ZENA
(78 METRES ABOVE SEA LEVEL – 3,5 KM FROM CARPANETO)
The hamlet, exclusively rurally destinated is composed by San Prospero Church, Perotti Castle with its adjacent pertinences and by various residences recently built. Excluding this central nucleus all the vast territory included between Zena and Cadeo is divided into 33 fertile and rich farmsteads dedicated to the Saints, both feminine and masculine. In the country it was tradition to dedicate the dwelling to a Saint that would preserve the crops and protect the family. The presence of primitive anthropoid communities is confirmed by the recovery of huts’ bottoms at about 1,50 metres deep under the ground with the remains of braziers that date back to the Palaeolithic Period.
The site’s relevance during the Roman epoch would be documented by the fact that right through that territory passed an axis of the Centuriation that, extending until Val Chero, connected the Municipium Veleiate with the Consular street Emilia.
During the Middle Ages the site was traversed by crowds of Byzantine Greeks that, after taking the Val Chero’s shortcut, inserted themselves in the Val Tolla Monastery in first variation of the Via Francigena.
THE CASTLE
The Castle, with squared plant, still maintains - despite the numerous elaborations suffered through the centuries – marked military disposition. One of the four parts was demolished in XVIII century.
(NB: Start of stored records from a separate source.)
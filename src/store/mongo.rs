use log::{debug, warn};
use mongodb::{
    bson::{doc, to_bson, Document},
    error::{Error as DbError, TRANSIENT_TRANSACTION_ERROR, UNKNOWN_TRANSACTION_COMMIT_RESULT},
    options::CountOptions,
    Client, ClientSession, Database,
};
use rocket::futures::TryStreamExt;

use super::{FirstWrite, ResponseStore};
use crate::error::{Error, Result};
use crate::model::{
    common::{
        instrument::{InstrumentId, Question, VoterLocation},
        voter::VoterKey,
    },
    db::{Instrument, ResponseRecord, Submission, VoterProfile},
    mongodb::{is_duplicate_key_error, Coll},
};

/// How many times a transaction is attempted before a transient failure is
/// passed on to the caller.
const MAX_ATTEMPTS: u32 = 5;

/// The production store. Multi-document writes run in session transactions,
/// and the unique index on submissions turns concurrent first responses from
/// the same voter into exactly one insert plus one conflict.
#[derive(Clone)]
pub struct MongoStore {
    client: Client,
    instruments: Coll<Instrument>,
    responses: Coll<ResponseRecord>,
    submissions: Coll<Submission>,
    voters: Coll<VoterProfile>,
}

impl MongoStore {
    pub fn new(client: Client, db: &Database) -> Self {
        Self {
            client,
            instruments: Coll::from_db(db),
            responses: Coll::from_db(db),
            submissions: Coll::from_db(db),
            voters: Coll::from_db(db),
        }
    }

    fn voter_filter(instrument_id: InstrumentId, voter_key: &VoterKey) -> Document {
        doc! {
            "instrumentId": instrument_id,
            "voterKey": voter_key,
        }
    }

    async fn try_insert_first(
        &self,
        session: &mut ClientSession,
        submission: &Submission,
        records: &[ResponseRecord],
    ) -> std::result::Result<(), DbError> {
        // Fails with a duplicate key error if the voter already responded.
        self.submissions
            .insert_one_with_session(submission, None, session)
            .await?;
        if !records.is_empty() {
            self.responses
                .insert_many_with_session(records, None, session)
                .await?;
        }
        // Only the very first response writes the instrument. This makes a
        // concurrent structure edit conflict with it.
        let filter = doc! {
            "_id": submission.instrument_id,
            "responded": { "$ne": true },
        };
        self.instruments
            .update_one_with_session(filter, doc! {"$set": {"responded": true}}, None, session)
            .await?;
        Ok(())
    }

    async fn try_replace(
        &self,
        session: &mut ClientSession,
        instrument_id: InstrumentId,
        voter_key: &VoterKey,
        records: &[ResponseRecord],
    ) -> std::result::Result<(), DbError> {
        let deleted = self
            .responses
            .delete_many_with_session(Self::voter_filter(instrument_id, voter_key), None, session)
            .await?;
        debug!(
            "Deleted {} prior record(s) of instrument {instrument_id}",
            deleted.deleted_count
        );
        if !records.is_empty() {
            self.responses
                .insert_many_with_session(records, None, session)
                .await?;
        }
        Ok(())
    }
}

/// Commit, retrying while the outcome of the commit is unknown.
async fn commit(session: &mut ClientSession) -> std::result::Result<(), DbError> {
    let mut attempt = 1;
    loop {
        match session.commit_transaction().await {
            Err(e)
                if e.contains_label(UNKNOWN_TRANSACTION_COMMIT_RESULT) && attempt < MAX_ATTEMPTS =>
            {
                warn!("Transaction commit result unknown, retrying: {e}");
                attempt += 1;
            }
            result => return result,
        }
    }
}

async fn abort(session: &mut ClientSession) {
    if let Err(e) = session.abort_transaction().await {
        // The server may already have aborted it.
        debug!("Failed to abort transaction: {e}");
    }
}

/// Should a failed transaction be run again from the start?
fn should_retry(err: &DbError, attempt: u32) -> bool {
    let transient = err.contains_label(TRANSIENT_TRANSACTION_ERROR);
    if transient && attempt < MAX_ATTEMPTS {
        warn!("Transient transaction error on attempt {attempt}, retrying: {err}");
        return true;
    }
    false
}

#[rocket::async_trait]
impl ResponseStore for MongoStore {
    async fn instrument(&self, id: InstrumentId) -> Result<Option<Instrument>> {
        Ok(self.instruments.find_one(doc! {"_id": id}, None).await?)
    }

    async fn voter_location(&self, voter_id: &str) -> Result<Option<VoterLocation>> {
        let profile = self.voters.find_one(doc! {"_id": voter_id}, None).await?;
        Ok(profile.map(|p| p.location))
    }

    async fn read_responses(
        &self,
        instrument_id: InstrumentId,
        voter_key: Option<&VoterKey>,
    ) -> Result<Vec<ResponseRecord>> {
        let filter = match voter_key {
            Some(voter_key) => Self::voter_filter(instrument_id, voter_key),
            None => doc! {"instrumentId": instrument_id},
        };
        Ok(self.responses.find(filter, None).await?.try_collect().await?)
    }

    async fn has_responses(&self, instrument_id: InstrumentId) -> Result<bool> {
        let options = CountOptions::builder().limit(1).build();
        let count = self
            .submissions
            .count_documents(doc! {"instrumentId": instrument_id}, options)
            .await?;
        Ok(count > 0)
    }

    async fn insert_first(
        &self,
        submission: Submission,
        records: Vec<ResponseRecord>,
    ) -> Result<FirstWrite> {
        let mut session = self.client.start_session(None).await?;
        let mut attempt = 1;
        loop {
            session.start_transaction(None).await?;
            let result = match self
                .try_insert_first(&mut session, &submission, &records)
                .await
            {
                Ok(()) => commit(&mut session).await,
                Err(e) => {
                    abort(&mut session).await;
                    Err(e)
                }
            };
            match result {
                Ok(()) => return Ok(FirstWrite::Inserted),
                Err(e) if is_duplicate_key_error::<()>(Err(&e)) => break,
                Err(e) if should_retry(&e, attempt) => attempt += 1,
                Err(e) => return Err(e.into()),
            }
        }

        // Lost the race against an earlier response; report the marker that won.
        let filter = Self::voter_filter(submission.instrument_id, &submission.voter_key);
        let existing = self.submissions.find_one(filter, None).await?.ok_or_else(|| {
            Error::Integrity(format!(
                "duplicate submission for instrument {} but no marker found",
                submission.instrument_id
            ))
        })?;
        Ok(FirstWrite::Conflict(existing))
    }

    async fn replace_responses(
        &self,
        instrument_id: InstrumentId,
        voter_key: &VoterKey,
        records: Vec<ResponseRecord>,
    ) -> Result<()> {
        let mut session = self.client.start_session(None).await?;
        let mut attempt = 1;
        loop {
            session.start_transaction(None).await?;
            let result = match self
                .try_replace(&mut session, instrument_id, voter_key, &records)
                .await
            {
                Ok(()) => commit(&mut session).await,
                Err(e) => {
                    abort(&mut session).await;
                    Err(e)
                }
            };
            match result {
                Ok(()) => return Ok(()),
                Err(e) if should_retry(&e, attempt) => attempt += 1,
                Err(e) => return Err(e.into()),
            }
        }
    }

    async fn replace_questions(
        &self,
        instrument_id: InstrumentId,
        questions: Vec<Question>,
    ) -> Result<()> {
        let questions = to_bson(&questions).map_err(DbError::from)?;
        // A single-document update, guarded on the lock flag set by the first response.
        let filter = doc! {
            "_id": instrument_id,
            "responded": { "$ne": true },
        };
        let result = self
            .instruments
            .update_one(filter, doc! {"$set": {"questions": questions}}, None)
            .await?;
        if result.matched_count == 1 {
            return Ok(());
        }
        match self.instrument(instrument_id).await? {
            Some(_) => Err(Error::StructureLocked(instrument_id)),
            None => Err(Error::not_found(format!("Instrument {instrument_id}"))),
        }
    }
}

/// These run against the server named by `ROCKET_DB_URI`, which must be a
/// replica set for transactions to work. Without it they do nothing.
#[cfg(test)]
mod tests {
    use chrono::{DateTime, Utc};
    use log::warn;

    use super::*;
    use crate::model::{common::record::CanonicalRecord, mongodb::ensure_indexes_exist};

    /// A store over a freshly dropped and indexed database.
    async fn fresh_store(name: &str) -> Option<(MongoStore, Database)> {
        let Ok(db_uri) = std::env::var("ROCKET_DB_URI") else {
            warn!("ROCKET_DB_URI not set, skipping MongoDB test {name}");
            return None;
        };
        let client = Client::with_uri_str(&db_uri).await.unwrap();
        let db = client.database(&format!("geopoll_test_{name}"));
        db.drop(None).await.unwrap();
        ensure_indexes_exist(&db).await.unwrap();
        Some((MongoStore::new(client, &db), db))
    }

    fn at(timestamp: &str) -> DateTime<Utc> {
        timestamp.parse().unwrap()
    }

    fn marker(
        instrument_id: InstrumentId,
        voter_key: &VoterKey,
        first_created_at: DateTime<Utc>,
    ) -> Submission {
        Submission {
            instrument_id,
            voter_key: voter_key.clone(),
            first_created_at,
        }
    }

    fn selection(
        instrument_id: InstrumentId,
        voter_key: &VoterKey,
        answer_id: u32,
    ) -> ResponseRecord {
        ResponseRecord::new(
            instrument_id,
            voter_key.clone(),
            CanonicalRecord::selection(None, answer_id),
            at("2026-03-01T09:00:00Z"),
        )
    }

    #[rocket::async_test]
    async fn second_first_write_conflicts() {
        let Some((store, db)) = fresh_store("conflict").await else {
            return;
        };
        store
            .instruments
            .insert_one(Instrument::multiple_choice_example(1), None)
            .await
            .unwrap();
        let key = VoterKey::derive("voter", b"mongo");
        let first = marker(1, &key, at("2026-03-01T09:00:00Z"));
        let records = vec![selection(1, &key, 1), selection(1, &key, 2)];
        assert_eq!(
            store.insert_first(first.clone(), records.clone()).await.unwrap(),
            FirstWrite::Inserted
        );
        assert!(store.instrument(1).await.unwrap().unwrap().responded);

        // Inside the transaction the duplicate marker surfaces as a command error.
        let again = marker(1, &key, at("2026-03-01T09:30:00Z"));
        assert_eq!(
            store
                .insert_first(again, vec![selection(1, &key, 3)])
                .await
                .unwrap(),
            FirstWrite::Conflict(first)
        );
        let mut stored = store.read_responses(1, Some(&key)).await.unwrap();
        stored.sort_by_key(|r| r.answer_id);
        assert_eq!(stored, records);
        assert!(store.has_responses(1).await.unwrap());
        assert!(!store.has_responses(2).await.unwrap());

        db.drop(None).await.unwrap();
    }

    #[rocket::async_test]
    async fn replace_swaps_one_voters_rows() {
        let Some((store, db)) = fresh_store("replace").await else {
            return;
        };
        let alice = VoterKey::derive("alice", b"mongo");
        let bob = VoterKey::derive("bob", b"mongo");
        let now = at("2026-03-01T09:00:00Z");
        store
            .insert_first(
                marker(1, &alice, now),
                vec![selection(1, &alice, 1), selection(1, &alice, 2)],
            )
            .await
            .unwrap();
        store
            .insert_first(marker(1, &bob, now), vec![selection(1, &bob, 1)])
            .await
            .unwrap();

        store
            .replace_responses(1, &alice, vec![selection(1, &alice, 3)])
            .await
            .unwrap();
        assert_eq!(
            store.read_responses(1, Some(&alice)).await.unwrap(),
            vec![selection(1, &alice, 3)]
        );
        assert_eq!(
            store.read_responses(1, Some(&bob)).await.unwrap(),
            vec![selection(1, &bob, 1)]
        );
        assert_eq!(store.read_responses(1, None).await.unwrap().len(), 2);

        db.drop(None).await.unwrap();
    }

    #[rocket::async_test]
    async fn questions_lock_after_first_response() {
        let Some((store, db)) = fresh_store("lock").await else {
            return;
        };
        store
            .instruments
            .insert_one(Instrument::survey_example(4), None)
            .await
            .unwrap();
        let first_only = Question::survey_example()[..1].to_vec();
        store.replace_questions(4, first_only.clone()).await.unwrap();
        assert_eq!(
            store.instrument(4).await.unwrap().unwrap().questions,
            first_only
        );

        let key = VoterKey::derive("voter", b"mongo");
        store
            .insert_first(marker(4, &key, at("2026-03-01T09:00:00Z")), Vec::new())
            .await
            .unwrap();
        assert!(matches!(
            store.replace_questions(4, Question::survey_example()).await,
            Err(Error::StructureLocked(4))
        ));
        assert!(matches!(
            store.replace_questions(5, Question::survey_example()).await,
            Err(Error::NotFound(_))
        ));

        db.drop(None).await.unwrap();
    }
}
In the hall there’s a big fireplace on whose top there’s the frescoed aristocratic emblem of the Farnese family. The building and its adjacent lands have recently been subjected to a cautious and scientific restoration work.
SAN PROSPERO’S CHURCH
The Eighteenth-century Church dedicated to St. Prospero keeps many pieces and many recent artistic testimonies of the ex-Parish Priest Don Achille Sgorbati. The Artist-Priest composed in 1972 a big polyptych, made up of 23 tempera-panels on which were depicted scenes of Christ’s life according to St. Luca’s Gospel.
The ninety illustrations depicted, with squared and thin features, re-invoked the rude medieval mysticism. The interior, with unique aisle and barrel vault, maintains an refined crucified Christ and a statue of the Virgin made with wood and dated XVIII century.